Sur les frais irrépétibles
L’article 700 du code de procédure civile dispose que le juge condamne la partie tenue aux dépens ou qui perd son procès à payer : 1° A l’autre partie la somme qu’il détermine, au titre des frais exposés et non compris dans les dépens, 2° et, le cas échéant, à l’avocat du bénéficiaire de l’aide juridictionnelle partielle ou totale une somme au titre des honoraires et frais, non compris dans les dépens, que le bénéficiaire de l’aide aurait exposés s’il n’avait pas eu cette aide. Dans ce cas, il est procédé comme il est dit aux alinéas 3 et 4 de l’article 37 de la loi n° 91-647 du 10 juillet 1991.
Dans tous les cas, le juge tient compte de l’équité ou de la situation économique de la partie condamnée. Il peut, même d’office, pour des raisons tirées des mêmes considérations, dire qu’il n’y a pas lieu à ces condamnations. Néanmoins, s’il alloue une somme au titre du 2° du présent article, celle-ci ne peut être inférieure à la part contributive de l’Etat.
L’équité commande en l’espèce que soit écartée l’application des dispositions de l’article 700 du code de procédure civile sollicitée par les parties.
En conséquence LA SCI AUGHIMAX et LES CONSORTS [P] seront déboutés de leur demande à ce titre.
Sur l’exécution provisoire
Aux termes de l’article 514-1 du code de procédure civile, le juge statuant en référé ne peut écarter l’exécution provisoire qui est, aux termes de l’article précédent, de droit pour les décisions de première instance.
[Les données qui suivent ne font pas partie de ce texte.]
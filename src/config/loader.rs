//! Configuration loading from disk.

use std::fs;
use std::path::Path;

use thiserror::Error;

use crate::config::schema::BridgeConfig;
use crate::config::validation::{validate_config, ValidationError};

/// Error type for configuration loading.
#[derive(Debug, Error)]
pub enum ConfigError {
    #[error("IO error: {0}")]
    Io(#[from] std::io::Error),
    #[error("Parse error: {0}")]
    Parse(#[from] toml::de::Error),
    #[error("Validation failed: {}", join(.0))]
    Validation(Vec<ValidationError>),
}

fn join(errors: &[ValidationError]) -> String {
    errors
        .iter()
        .map(ToString::to_string)
        .collect::<Vec<_>>()
        .join(", ")
}

/// Load and validate configuration from a TOML file.
pub fn load_config(path: &Path) -> Result<BridgeConfig, ConfigError> {
    let config = read_config(path)?;
    validate_config(&config).map_err(ConfigError::Validation)?;
    Ok(config)
}

/// Deserialize a TOML file without semantic checks, for callers that apply
/// overrides before validating.
pub fn read_config(path: &Path) -> Result<BridgeConfig, ConfigError> {
    let content = fs::read_to_string(path)?;
    Ok(toml::from_str(&content)?)
}

/// Parse and validate configuration from TOML text.
pub fn parse_config(content: &str) -> Result<BridgeConfig, ConfigError> {
    let config: BridgeConfig = toml::from_str(content)?;

    validate_config(&config).map_err(ConfigError::Validation)?;

    Ok(config)
}
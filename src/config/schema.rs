//! Configuration schema definitions.
//!
//! This module defines the complete configuration structure for the bridge.
//! All types derive Serde traits for deserialization from config files.

use serde::{Deserialize, Serialize};

/// Default single-read ceiling for one tunneled request.
pub const DEFAULT_MAX_PAYLOAD_BYTES: usize = 1_000_000;

/// Root configuration for the SSH → HTTP bridge.
#[derive(Debug, Clone, Deserialize, Serialize, Default)]
#[serde(default)]
pub struct BridgeConfig {
    /// Listener configuration (bind address, connection limit).
    pub listener: ListenerConfig,

    /// SSH transport settings handed to the handshake.
    pub ssh: SshConfig,

    /// Accepted credentials.
    pub auth: AuthConfig,

    /// Per-channel tunnel behaviour.
    pub tunnel: TunnelConfig,

    /// Observability settings.
    pub observability: ObservabilityConfig,
}

/// Listener configuration.
#[derive(Debug, Clone, Deserialize, Serialize)]
#[serde(default)]
pub struct ListenerConfig {
    /// Bind address (e.g., "0.0.0.0:2222").
    pub bind_address: String,

    /// Maximum concurrent SSH connections (backpressure).
    pub max_connections: usize,
}

impl Default for ListenerConfig {
    fn default() -> Self {
        Self {
            bind_address: "0.0.0.0:2222".to_string(),
            max_connections: 10_000,
        }
    }
}

/// SSH transport configuration.
#[derive(Debug, Clone, Deserialize, Serialize)]
#[serde(default)]
pub struct SshConfig {
    /// Identification string sent during version exchange.
    pub server_id: String,

    /// Path to an OpenSSH private host key. An ephemeral Ed25519 key is
    /// generated when unset.
    pub host_key_path: Option<String>,

    /// Idle connection timeout in seconds (0 disables it).
    pub inactivity_timeout_secs: u64,

    /// Delay before answering a failed authentication attempt.
    pub auth_rejection_delay_ms: u64,

    /// Authentication attempts allowed per connection.
    pub max_auth_attempts: usize,
}

impl Default for SshConfig {
    fn default() -> Self {
        Self {
            server_id: format!("SSH-2.0-ssh-http-bridge_{}", env!("CARGO_PKG_VERSION")),
            host_key_path: None,
            inactivity_timeout_secs: 0,
            auth_rejection_delay_ms: 1000,
            max_auth_attempts: 10,
        }
    }
}

/// Authentication configuration.
#[derive(Debug, Clone, Deserialize, Serialize, Default)]
#[serde(default)]
pub struct AuthConfig {
    /// Accept the `none` method for any user name.
    pub allow_anonymous: bool,

    /// Known users.
    pub users: Vec<UserConfig>,
}

/// A single user allowed to open tunnels.
#[derive(Debug, Clone, Deserialize, Serialize)]
pub struct UserConfig {
    /// SSH user name.
    pub name: String,

    /// Password for the `password` method.
    #[serde(default)]
    pub password: Option<String>,

    /// Public keys in `authorized_keys` line format.
    #[serde(default)]
    pub authorized_keys: Vec<String>,
}

/// What the channel handler does when the envelope cannot be decoded.
#[derive(Debug, Clone, Copy, PartialEq, Eq, Deserialize, Serialize, Default)]
#[serde(rename_all = "snake_case")]
pub enum DecodeFailurePolicy {
    /// Log and continue with an empty routing key; the lookup then fails as
    /// a missing route. Matches what existing tunnel clients expect.
    #[default]
    Continue,
    /// Log and stop processing the channel.
    Abort,
}

/// Tunnel behaviour applied to every accepted channel.
#[derive(Debug, Clone, Deserialize, Serialize)]
#[serde(default)]
pub struct TunnelConfig {
    /// Size of the single read performed on each channel.
    pub max_payload_bytes: usize,

    /// Envelope decode failure handling.
    pub on_decode_error: DecodeFailurePolicy,
}

impl Default for TunnelConfig {
    fn default() -> Self {
        Self {
            max_payload_bytes: DEFAULT_MAX_PAYLOAD_BYTES,
            on_decode_error: DecodeFailurePolicy::Continue,
        }
    }
}

/// Log output format.
#[derive(Debug, Clone, Copy, PartialEq, Eq, Deserialize, Serialize, Default)]
#[serde(rename_all = "snake_case")]
pub enum LogFormat {
    #[default]
    Pretty,
    Json,
}

/// Observability configuration.
#[derive(Debug, Clone, Deserialize, Serialize)]
#[serde(default)]
pub struct ObservabilityConfig {
    /// Log level (trace, debug, info, warn, error).
    pub log_level: String,

    /// Log line format.
    pub log_format: LogFormat,

    /// Enable metrics endpoint.
    pub metrics_enabled: bool,

    /// Metrics endpoint bind address.
    pub metrics_address: String,
}

impl Default for ObservabilityConfig {
    fn default() -> Self {
        Self {
            log_level: "info".to_string(),
            log_format: LogFormat::Pretty,
            metrics_enabled: false,
            metrics_address: "0.0.0.0:9090".to_string(),
        }
    }
}
//! Synthetic request construction.
//!
//! # Responsibilities
//! - Generate a unique request ID per tunneled request
//! - Turn a routing key and raw channel payload into a `POST` request
//! - Attach the tunnel peer so handlers can see who called them
//!
//! # Design Decisions
//! - The body is the full raw payload, envelope framing included
//! - Request ID added as early as possible for tracing

use std::net::SocketAddr;

use axum::extract::ConnectInfo;
use axum::http::{header, HeaderValue, Method, Request, Uri};
use bytes::Bytes;
use percent_encoding::{utf8_percent_encode, AsciiSet, CONTROLS};

use crate::net::ConnectionId;

/// Header carrying the per-request ID.
pub const X_REQUEST_ID: &str = "x-request-id";

/// Bytes escaped when a routing key becomes a request target. `%` and `?`
/// pass through so pre-encoded keys and query strings survive.
const TARGET_ESCAPES: &AsciiSet = &CONTROLS
    .add(b' ')
    .add(b'"')
    .add(b'#')
    .add(b'<')
    .add(b'>')
    .add(b'[')
    .add(b'\\')
    .add(b']')
    .add(b'^')
    .add(b'`')
    .add(b'{')
    .add(b'|')
    .add(b'}');

/// The routing key exactly as the envelope carried it.
///
/// The request URI is an escaped, origin-form rendering of the key; handlers
/// that need the original text read it from the extensions.
#[derive(Debug, Clone, PartialEq, Eq)]
pub struct RoutingKey(pub String);

/// Unique identifier for one tunneled request.
#[derive(Debug, Clone, PartialEq, Eq, Hash)]
pub struct RequestId(String);

impl RequestId {
    /// Generate a fresh UUID v4 request ID.
    pub fn new() -> Self {
        Self(uuid::Uuid::new_v4().to_string())
    }

    pub fn as_str(&self) -> &str {
        &self.0
    }
}

impl Default for RequestId {
    fn default() -> Self {
        Self::new()
    }
}

impl std::fmt::Display for RequestId {
    fn fmt(&self, f: &mut std::fmt::Formatter<'_>) -> std::fmt::Result {
        f.write_str(&self.0)
    }
}

/// The SSH connection a tunneled request arrived on.
///
/// Inserted into every synthetic request's extensions, next to an axum
/// `ConnectInfo<SocketAddr>` for the remote address.
#[derive(Debug, Clone, PartialEq, Eq)]
pub struct TunnelPeer {
    pub connection_id: ConnectionId,
    pub remote_addr: SocketAddr,
    pub user: Option<String>,
}

/// Origin-form target for `route`: relative keys gain a leading `/` and
/// characters not allowed in a URI are percent-encoded. An empty key
/// targets `/`.
pub fn request_target(route: &str) -> Result<Uri, axum::http::Error> {
    if route.is_empty() {
        return Ok(Uri::default());
    }
    let encoded = utf8_percent_encode(route, TARGET_ESCAPES).to_string();
    let target = if encoded.starts_with('/') {
        encoded
    } else {
        format!("/{encoded}")
    };
    Ok(Uri::try_from(target)?)
}

/// Build the `POST` request dispatched for one channel payload.
pub fn build_request(
    route: &str,
    payload: Bytes,
    peer: Option<&TunnelPeer>,
) -> Result<(Request<Bytes>, RequestId), axum::http::Error> {
    let uri = request_target(route)?;

    let request_id = RequestId::new();
    let mut builder = Request::builder()
        .method(Method::POST)
        .uri(uri)
        .header(header::CONTENT_LENGTH, payload.len())
        .header(X_REQUEST_ID, HeaderValue::try_from(request_id.as_str())?)
        .extension(RoutingKey(route.to_string()));

    if let Some(peer) = peer {
        builder = builder
            .extension(peer.clone())
            .extension(ConnectInfo(peer.remote_addr));
    }

    Ok((builder.body(payload)?, request_id))
}
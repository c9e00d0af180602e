//! OS signal handling.
//!
//! SIGINT and SIGTERM both request shutdown. There is no reload signal.

use tokio::signal;

/// Resolve once the process is asked to stop.
pub async fn wait_for_signal() {
    let ctrl_c = async {
        if let Err(e) = signal::ctrl_c().await {
            tracing::error!(error = %e, "Failed to listen for Ctrl+C");
            std::future::pending::<()>().await;
        }
    };

    #[cfg(unix)]
    let terminate = async {
        match signal::unix::signal(signal::unix::SignalKind::terminate()) {
            Ok(mut sig) => {
                sig.recv().await;
            }
            Err(e) => {
                tracing::error!(error = %e, "Failed to install SIGTERM handler");
                std::future::pending::<()>().await;
            }
        }
    };

    #[cfg(not(unix))]
    let terminate = std::future::pending::<()>();

    tokio::select! {
        _ = ctrl_c => tracing::info!(signal = "SIGINT", "Shutdown requested"),
        _ = terminate => tracing::info!(signal = "SIGTERM", "Shutdown requested"),
    }
}
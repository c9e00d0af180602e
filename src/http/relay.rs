//! Response relay.
//!
//! Route handlers write their output into a [`ResponseSink`]. On the tunnel
//! the sink is a [`ResponseRelay`], which forwards body bytes straight to the
//! originating SSH channel. Status codes and headers have nowhere to go: the
//! tunnel carries body bytes only, so the relay accepts and drops them.

use std::io;

use async_trait::async_trait;
use axum::http::{HeaderMap, HeaderName, HeaderValue, StatusCode};

use crate::observability::metrics;
use crate::tunnel::channel::TunnelChannel;

/// Output capability handed to route handlers.
#[async_trait]
pub trait ResponseSink: Send {
    /// Record the response status.
    fn set_status(&mut self, status: StatusCode);

    /// Record a response header.
    fn set_header(&mut self, name: HeaderName, value: HeaderValue);

    /// Write a chunk of the response body, returning the bytes accepted.
    async fn write(&mut self, data: &[u8]) -> io::Result<usize>;
}

/// Sink that relays body writes onto a tunnel channel.
///
/// `set_status` and `set_header` are no-ops on this sink.
pub struct ResponseRelay<'a, C: TunnelChannel> {
    channel: &'a mut C,
    bytes_written: usize,
}

impl<'a, C: TunnelChannel> ResponseRelay<'a, C> {
    pub fn new(channel: &'a mut C) -> Self {
        Self {
            channel,
            bytes_written: 0,
        }
    }

    /// Body bytes successfully written to the channel so far.
    pub fn bytes_written(&self) -> usize {
        self.bytes_written
    }
}

#[async_trait]
impl<'a, C: TunnelChannel> ResponseSink for ResponseRelay<'a, C> {
    fn set_status(&mut self, status: StatusCode) {
        tracing::trace!(%status, "Status not relayed over tunnel");
    }

    fn set_header(&mut self, name: HeaderName, _value: HeaderValue) {
        tracing::trace!(header = %name, "Header not relayed over tunnel");
    }

    async fn write(&mut self, data: &[u8]) -> io::Result<usize> {
        tracing::trace!(len = data.len(), "Sending back bytes");

        let written = self.channel.write(data).await?;
        self.bytes_written += written;
        metrics::record_bytes_relayed(written);
        Ok(written)
    }
}

/// Sink that keeps everything a handler produced, metadata included.
///
/// Handy for exercising route handlers outside a tunnel.
#[derive(Debug, Default)]
pub struct CapturedResponse {
    pub status: Option<StatusCode>,
    pub headers: HeaderMap,
    pub body: Vec<u8>,
}

#[async_trait]
impl ResponseSink for CapturedResponse {
    fn set_status(&mut self, status: StatusCode) {
        self.status = Some(status);
    }

    fn set_header(&mut self, name: HeaderName, value: HeaderValue) {
        self.headers.append(name, value);
    }

    async fn write(&mut self, data: &[u8]) -> io::Result<usize> {
        self.body.extend_from_slice(data);
        Ok(data.len())
    }
}
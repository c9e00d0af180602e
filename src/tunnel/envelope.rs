//! Tunnel envelope codec.
//!
//! The first payload on every channel is a JSON object naming the route to
//! dispatch to:
//!
//! ```text
//! {"Value": "/status", ...any other fields...}
//! ```
//!
//! Only the routing key is decoded. The whole payload, extra fields and all,
//! travels on unchanged as the request body.
//!
//! The key name matches case-insensitively (`Value`, `value`, `VALUE`) and
//! when it appears more than once the last occurrence wins. A `null` key
//! leaves the route as it was.

use std::fmt;

use serde::de::{self, IgnoredAny, MapAccess, Visitor};
use serde::{Deserialize, Deserializer, Serialize};
use serde_json::{Map, Value};
use thiserror::Error;

/// Name of the routing key field on the wire.
pub const ROUTE_FIELD: &str = "Value";

/// Envelope decode failure.
#[derive(Debug, Error)]
#[error("invalid tunnel envelope: {0}")]
pub struct EnvelopeError(#[from] serde_json::Error);

/// Decoded tunnel envelope.
#[derive(Debug, Clone, Default, PartialEq, Eq, Serialize)]
pub struct Envelope {
    #[serde(rename = "Value")]
    route: String,
}

impl<'de> Deserialize<'de> for Envelope {
    fn deserialize<D: Deserializer<'de>>(deserializer: D) -> Result<Self, D::Error> {
        deserializer.deserialize_any(EnvelopeVisitor)
    }
}

struct EnvelopeVisitor;

impl<'de> Visitor<'de> for EnvelopeVisitor {
    type Value = Envelope;

    fn expecting(&self, f: &mut fmt::Formatter<'_>) -> fmt::Result {
        f.write_str("a JSON object with a string `Value` field")
    }

    fn visit_map<A: MapAccess<'de>>(self, mut map: A) -> Result<Envelope, A::Error> {
        let mut envelope = Envelope::default();
        while let Some(key) = map.next_key::<String>()? {
            if key.eq_ignore_ascii_case(ROUTE_FIELD) {
                if let Some(route) = map.next_value::<Option<String>>()? {
                    envelope.route = route;
                }
            } else {
                map.next_value::<IgnoredAny>()?;
            }
        }
        Ok(envelope)
    }

    fn visit_unit<E: de::Error>(self) -> Result<Envelope, E> {
        Ok(Envelope::default())
    }
}

impl Envelope {
    pub fn new(route: impl Into<String>) -> Self {
        Self { route: route.into() }
    }

    /// Decode the routing key from a raw channel payload.
    ///
    /// A missing routing key decodes to an empty one; anything that is not a
    /// single JSON object with a string key is an error.
    pub fn decode(payload: &[u8]) -> Result<Self, EnvelopeError> {
        Ok(serde_json::from_slice(payload)?)
    }

    /// The routing key. Empty when the envelope did not name one.
    pub fn route(&self) -> &str {
        &self.route
    }

    /// Build an outbound payload carrying `fields` plus the routing key.
    ///
    /// Used by clients; the server never re-envelopes responses.
    pub fn encode_with(&self, mut fields: Map<String, Value>) -> Vec<u8> {
        fields.insert(ROUTE_FIELD.to_string(), Value::String(self.route.clone()));
        Value::Object(fields).to_string().into_bytes()
    }
}

#[cfg(test)]
mod tests {
    use super::*;
    use serde_json::json;

    #[test]
    fn decodes_route() {
        let envelope = Envelope::decode(br#"{"Value":"/status"}"#).unwrap();
        assert_eq!(envelope.route(), "/status");
    }

    #[test]
    fn ignores_extra_fields() {
        let envelope = Envelope::decode(br#"{"Value":"/users","name":"ada","n":3}"#).unwrap();
        assert_eq!(envelope.route(), "/users");
    }

    #[test]
    fn accepts_lowercase_key() {
        let envelope = Envelope::decode(br#"{"value":"/echo"}"#).unwrap();
        assert_eq!(envelope.route(), "/echo");
    }

    #[test]
    fn key_name_ignores_case() {
        let envelope = Envelope::decode(br#"{"VALUE":"/status"}"#).unwrap();
        assert_eq!(envelope.route(), "/status");

        let envelope = Envelope::decode(br#"{"vAlUe":"/echo"}"#).unwrap();
        assert_eq!(envelope.route(), "/echo");
    }

    #[test]
    fn last_duplicate_key_wins() {
        let envelope = Envelope::decode(br#"{"Value":"/a","value":"/status"}"#).unwrap();
        assert_eq!(envelope.route(), "/status");

        let envelope = Envelope::decode(br#"{"value":"/status","Value":"/a"}"#).unwrap();
        assert_eq!(envelope.route(), "/a");
    }

    #[test]
    fn null_key_keeps_earlier_route() {
        let envelope = Envelope::decode(br#"{"Value":"/status","value":null}"#).unwrap();
        assert_eq!(envelope.route(), "/status");

        assert_eq!(Envelope::decode(b"null").unwrap(), Envelope::default());
    }

    #[test]
    fn missing_key_is_empty_route() {
        let envelope = Envelope::decode(br#"{"other":1}"#).unwrap();
        assert_eq!(envelope, Envelope::default());
        assert_eq!(envelope.route(), "");
    }

    #[test]
    fn malformed_payloads_fail() {
        for payload in [
            &b"not json"[..],
            br#"{"Value":"/status""#,
            br#"{"Value":42}"#,
            br#"{"value":"/a","VALUE":["/b"]}"#,
            br#"["/status"]"#,
            br#"{"Value":"/a"} trailing"#,
            b"",
        ] {
            assert!(Envelope::decode(payload).is_err(), "{payload:?} should not decode");
        }
    }

    #[test]
    fn encode_adds_route_to_fields() {
        let mut fields = Map::new();
        fields.insert("name".into(), json!("ada"));

        let payload = Envelope::new("/greet").encode_with(fields);
        let value: Value = serde_json::from_slice(&payload).unwrap();

        assert_eq!(value, json!({"Value": "/greet", "name": "ada"}));
        assert_eq!(Envelope::decode(&payload).unwrap().route(), "/greet");
    }
}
L’exécution provisoire sera donc constatée et la demande des CONSORTS [P] rejetée.
PAR CES MOTIFS,
Nous, Juge des contentieux de la protection, statuant en référé, par mise à disposition au greffe, par ordonnance contradictoire et en premier ressort,
DECLARONS recevable l’action en référé ;
CONSTATONS que les conditions d’acquisition de la clause résolutoire figurant au bail conclu le 25 octobre 2022 avec prise d’effet au 3 novembre 2022 entre d’une part LA SCI AUGHIMAX et d’autre part LES CONSORTS [P] concernant un local à usage d’habitation sis [Adresse 5] sont réunies à la date du 23 décembre 2024 en raison du non-paiement des arriérés locatifs ;
CONSTATONS la résiliation du bail consenti aux CONSORTS [P] à la date du 31 mars 2025 et par voie de conséquence que la demande de résiliation du bail et ses conséquences deviennent par suite sans objet ;
CONDAMNONS LES CONSORTS [P] à verser à LA SCI AUGHIMAX la somme de 1875.17 € (mille huit cent soixante-quinze euros et dix-sept centimes) correspondant aux arriérés locatifs et le remplacement du mécanisme de la chasse d’eau.
AUTORISONS LES CONSORTS [P] à s’acquitter de cette somme en 17 mensualités de 100.00 € (cent euros) chacune et une 18ième mensualité de 175.17 € (cent soixante-quinze euros et dix-sept centimes) qui soldera la dette en principal ;
PRECISONS que chaque mensualité devra intervenir avant le 05 de chaque mois et pour la première fois le 05 du mois suivant la signification de la présente ordonnance ;
CONDAMNONS LES CONSORTS [P] aux entiers dépens de la présente instance ;
DISONS que s’il devait être exposés des dépens pour l’exécution de la décision, ils seraient à la charge des CONSORTS [P] ;
DEBOUTONS LA SCI AUGHIMAX et LES CONSORTS [P] de leur demande au titre de l’article 700 du code de procédure civile ;
DEBOUTONS LES CONSORTS [P] de leur demande au titre de l’article 699 du code de procédure civile et du surplus ;
DEBOUTONS LA SCI AUGHIMAX du surplus de ses demandes ;
RAPPELONS que la présente ordonnance est de plein droit exécutoire à titre provisoire.
Ainsi jugé et prononcé par mise à disposition de la décision au greffe du tribunal, le TRENTE SEPTEMBRE DEUX MILLE VINGT CINQ, les parties en ayant été préalablement avisées dans les conditions prévues au deuxième alinéa de l’article 450 du code de procédure civile.